Ten years later, in 2025, Berger has once again delivered an exceptional contribution with her new essay collection, All The Days In Between. I read the entire book in one sitting during a flight, flipping through one essay after another, chuckling, nodding, deeply touched and impressed. The essays are unflinchingly authentic, blending humor, sorrow, and hope in a way that feels both intimate and universal. Kate has finally achieved seizure freedom but these powerful essays are about everything that came before that.
This work holds significant value not only for the PNES community but also for healthcare professionals—psychologists, psychiatrists, neurologists, and others. Reading this book will give them a richer understanding of what it means to live with PNES, going well beyond any clinical text.
Personally, I hope we will not have to wait another decade to have the pleasure of reading Berger’s new works.
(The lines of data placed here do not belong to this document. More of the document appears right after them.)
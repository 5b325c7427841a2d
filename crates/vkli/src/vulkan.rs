//! The loader level engine: entry point, global entry points and catalog.

use ash::vk;
use vkli_sys::Result;

use crate::catalog::CapabilityCatalog;
use crate::config::InstanceConfig;
use crate::instance::Instance;
use crate::symbols::{GlobalFns, SymbolTable};
use crate::Entrypoint;

/// A loaded Vulkan loader, ready to create instances.
///
/// Owns everything that doesn't depend on an instance: the bootstrap
/// function, the [`vkli_sys::Tier::Global`] entry points and the
/// capability catalog queried right after loading.
#[derive(Debug, Clone)]
pub struct Vulkan {
    entry: Entrypoint,
    symbols: SymbolTable,
    fns: GlobalFns,
    catalog: CapabilityCatalog,
}

impl Vulkan {
    /// Loads the system loader and queries its capabilities.
    pub fn load() -> Result<Self> {
        Self::with_entrypoint(Entrypoint::load()?)
    }

    /// Resolves the global entry points through `entry` and queries the
    /// capability catalog.
    pub fn with_entrypoint(entry: Entrypoint) -> Result<Self> {
        let symbols = SymbolTable::resolve_global(&entry)?;
        let fns = GlobalFns::load(&symbols)?;
        let catalog = CapabilityCatalog::enumerate(&fns)?;
        Ok(Self {
            entry,
            symbols,
            fns,
            catalog,
        })
    }

    /// The layers and instance extensions available.
    pub fn catalog(&self) -> &CapabilityCatalog {
        &self.catalog
    }

    /// The bootstrap function.
    pub fn entrypoint(&self) -> &Entrypoint {
        &self.entry
    }

    /// The resolved global entry points.
    pub fn symbols(&self) -> &SymbolTable {
        &self.symbols
    }

    /// The global entry points the engine calls.
    pub fn fns(&self) -> &GlobalFns {
        &self.fns
    }

    /// The instance level version the loader supports, 1.0 on loaders that
    /// predate `vkEnumerateInstanceVersion`.
    pub fn instance_version(&self) -> Result<u32> {
        let Some(enumerate_instance_version) = self.fns.enumerate_instance_version else {
            return Ok(vk::API_VERSION_1_0);
        };
        let mut version = 0;
        vkli_sys::check(unsafe { enumerate_instance_version(&mut version) })?;
        Ok(version)
    }

    /// Creates an instance described by `config`.
    pub fn create_instance(&self, config: &InstanceConfig) -> Result<Instance> {
        Instance::create(&self.entry, &self.fns, &self.catalog, config)
    }

    /// Creates an instance described by `config`, logging the reason on
    /// failure.
    pub fn instance(&self, config: &InstanceConfig) -> Option<Instance> {
        self.create_instance(config)
            .map_err(|e| log::error!("Couldn't create the Vulkan instance: {e}"))
            .ok()
    }

    /// Creates an instance with [`InstanceConfig::default`].
    pub fn default_instance(&self) -> Option<Instance> {
        self.instance(&InstanceConfig::default())
    }
}

/// Loads the system Vulkan loader.
///
/// Returns `None`, after logging why, if there is no usable loader.
pub fn init_vulkan() -> Option<Vulkan> {
    init_with(Vulkan::load())
}

fn init_with(vulkan: Result<Vulkan>) -> Option<Vulkan> {
    match vulkan {
        Ok(vulkan) => {
            log::info!("Vulkan initialisation successful");
            Some(vulkan)
        }
        Err(e) => {
            log::error!("Vulkan initialisation failed: {e}");
            None
        }
    }
}

#[cfg(test)]
mod tests {
    use super::*;
    use crate::fake_driver::{self, FakeDriver};
    use crate::negotiate::PriorityList;
    use vkli_sys::Error;

    fn vulkan(driver: FakeDriver) -> Result<Vulkan> {
        Vulkan::with_entrypoint(fake_driver::install(driver))
    }

    #[test]
    fn missing_global_symbol_fails_initialisation() {
        let result = vulkan(FakeDriver {
            missing_symbol: Some(c"vkEnumerateInstanceLayerProperties"),
            ..Default::default()
        });
        assert_eq!(
            result.unwrap_err(),
            Error::SymbolResolutionFailed("vkEnumerateInstanceLayerProperties".to_owned())
        );
    }

    #[test]
    fn failed_initialisation_is_none() {
        assert!(init_with(Err(Error::DriverNotFound("libvulkan.so.1".to_owned()))).is_none());
        let driver = FakeDriver {
            missing_symbol: Some(c"vkCreateInstance"),
            ..Default::default()
        };
        assert!(init_with(vulkan(driver)).is_none());
    }

    #[test]
    fn instance_version_falls_back_to_1_0() {
        let modern = vulkan(FakeDriver::default()).unwrap();
        assert_eq!(modern.instance_version(), Ok(vk::API_VERSION_1_3));

        let legacy = vulkan(FakeDriver {
            missing_symbol: Some(c"vkEnumerateInstanceVersion"),
            ..Default::default()
        })
        .unwrap();
        assert_eq!(legacy.instance_version(), Ok(vk::API_VERSION_1_0));
    }

    #[test]
    fn negotiates_against_the_loaded_catalog() {
        let vulkan = vulkan(FakeDriver {
            layers: vec![("L1", "layer")],
            extensions: vec!["E1", "E2"],
            ..Default::default()
        })
        .unwrap();
        let config = InstanceConfig::builder()
            .layer_priorities(vec![PriorityList::from(["L0", "L1"])])
            .extension_priorities(vec![PriorityList::from(["E2"])])
            .build()
            .unwrap();
        let instance = vulkan.instance(&config).unwrap();

        assert_eq!(instance.enabled_layers().names(), ["L1"]);
        assert_eq!(instance.enabled_extensions().names(), ["E2"]);
    }

    #[test]
    fn default_instance_drops_what_is_unavailable() {
        let vulkan = vulkan(FakeDriver {
            extensions: vec!["VK_KHR_surface"],
            ..Default::default()
        })
        .unwrap();
        let instance = vulkan.default_instance().unwrap();

        assert!(instance.enabled_layers().is_empty());
        assert_eq!(instance.enabled_extensions().names(), ["VK_KHR_surface"]);
        fake_driver::with(|driver| {
            assert_eq!(driver.application_name, "Vulkan Example Application")
        });
    }

    #[test]
    fn failed_instance_is_none() {
        let vulkan = vulkan(FakeDriver {
            create_result: vk::Result::ERROR_INITIALIZATION_FAILED,
            ..Default::default()
        })
        .unwrap();
        assert!(vulkan.default_instance().is_none());
        assert_eq!(fake_driver::with(|driver| driver.destroy_instance_calls), 0);
    }
}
This is the description you will find on Amazon: With humor, candor, and the sharpness of someone who’s lived through it, Kate writes about the treatments that failed her, the therapist she fired, the relationship that endured, and the ordinary, beautiful life she built in the shadow of illness. These pages aren’t instructions on how to get better—they’re a map for how to live when “better” might never come.
Raw, funny, and full of fight, All The Days In Between is a book for anyone living a hard story with an uncertain ending.
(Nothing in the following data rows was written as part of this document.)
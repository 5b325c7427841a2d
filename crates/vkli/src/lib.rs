//! `vkli` finds the Vulkan loader at runtime and brings up an instance and a
//! device from it.
//!
//! Nothing is linked against the loader: [`Entrypoint::load`] opens the
//! platform's loader library and takes `vkGetInstanceProcAddr` from it, and
//! every other entry point is resolved through that function. On top of
//! that the crate
//!
//! * lists the layers and instance extensions available
//!   ([`CapabilityCatalog`]),
//! * picks the optional layers and extensions to enable from ordered
//!   wish-lists ([`negotiate`]),
//! * selects a physical device and queue family ([`select`]),
//! * and owns the resulting handles, destroying them in reverse order of
//!   creation ([`Instance`], [`Surface`], [`Device`], [`Session`]).
//!
//! ```no_run
//! let vulkan = vkli::init_vulkan().expect("no Vulkan loader");
//! vulkan.catalog().log_summary();
//! let instance = vulkan.default_instance().expect("no instance");
//! let units = instance.enumerate_units().unwrap();
//! let selection = vkli::select(&units, &["VK_KHR_swapchain"], vkli::graphics_queue).unwrap();
//! let device = instance.create_device(&selection, &["VK_KHR_swapchain"]).unwrap();
//! ```

#![warn(missing_docs)]

pub use vkli_sys;
pub use vkli_sys::{vk, Error, Result};

mod catalog;
pub use catalog::*;
mod config;
pub use config::*;
mod device;
pub use device::{graphics_queue, select, Device, ExecutionUnit, QueueFamily, Selection};
mod entry;
pub use entry::Entrypoint;
mod enumerate;
mod instance;
pub use instance::Instance;
mod negotiate;
pub use negotiate::*;
mod session;
pub use session::Session;
mod surface;
pub use surface::{Surface, SurfaceSource};
mod symbols;
pub use symbols::{GlobalFns, InstanceFns, SymbolTable, VoidFunction};
mod vulkan;
pub use vulkan::{init_vulkan, Vulkan};

#[cfg(test)]
mod fake_driver;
Kate Berger is an invited guest to our PNES and for this entry she chose to share of the following from her book:
Excerpt from All the Days in between
PILLS I LOVE
There are two types of doctors: those who won’t prescribe you medicine because they think you’re drug seeking, and those who prescribe you every drug under the sun because they don’t know what else to do.
I had countless doctors, countless scripts and, after eleven years, one hell of a medicine cabinet.
There were drugs that made me nauseous and drugs that made me itch. Drugs that gave me headaches and drugs that made me hallucinate (that was a weird night). The doctors prescribed me a lot of drugs I hated and a few drugs I really, really liked.
Her name was Tramadol, and she was an opiate.
I developed migraines in elementary school, so by the time I got to high school, the occasional blinding headache was nothing to write home about. But when seizures came into my life, the game changed.
The constant whiplash exacerbated these headaches, and after years of white-knuckling through an ever-increasing number of migraines, I’d become a college kid desperate for relief.
I went to a headache specialist, and he thought over-the-counter painkillers were exacerbating the headaches; trapping me in this cycle of pain. His fix? Use Tramadol instead.
He wrote the prescription, and I followed orders.
When a headache began, I took Tramadol and crossed my fingers, hoping it might stop the headache from growing into a migraine.
It worked. The migraine didn’t hit.
I was elated to finally be free from the migraine pain and pleasantly surprised this new plan worked. On days when I didn’t have migraines, the world just looked…brighter.
I needed more of these days.
So, each morning as I got ready to leave for class, I made a point to check in with myself.
Did I have a little headache?
Lo-and-behold, I usually did have a little ache going on! Sometimes it hurt a lot and sometimes, just a little, but I couldn’t risk the ache growing into a migraine. I panicked at the thought of a migraine finding its way into my day, so if there was even a tiny twinge, I took a pill.
Better safe than sorry.
Then I got smarter. Why should I wait for the pain to start in the first place? I could take the medicine before pain ever showed up and circumvent this whole situation! So, I woke up each day, drank my green tea and popped a Tramadol. It was the perfect prep for class, and a surefire way to guarantee I had a headache-free day.
You know, one of those nice days when I was pain-free and felt so good.
The colors in the sky were a little…brighter on those days. Inside, I had this warm, happy little glow.
I was calm.
I was content.
I was out of pain.
I was high.
I was 20 years old and addicted to opioids.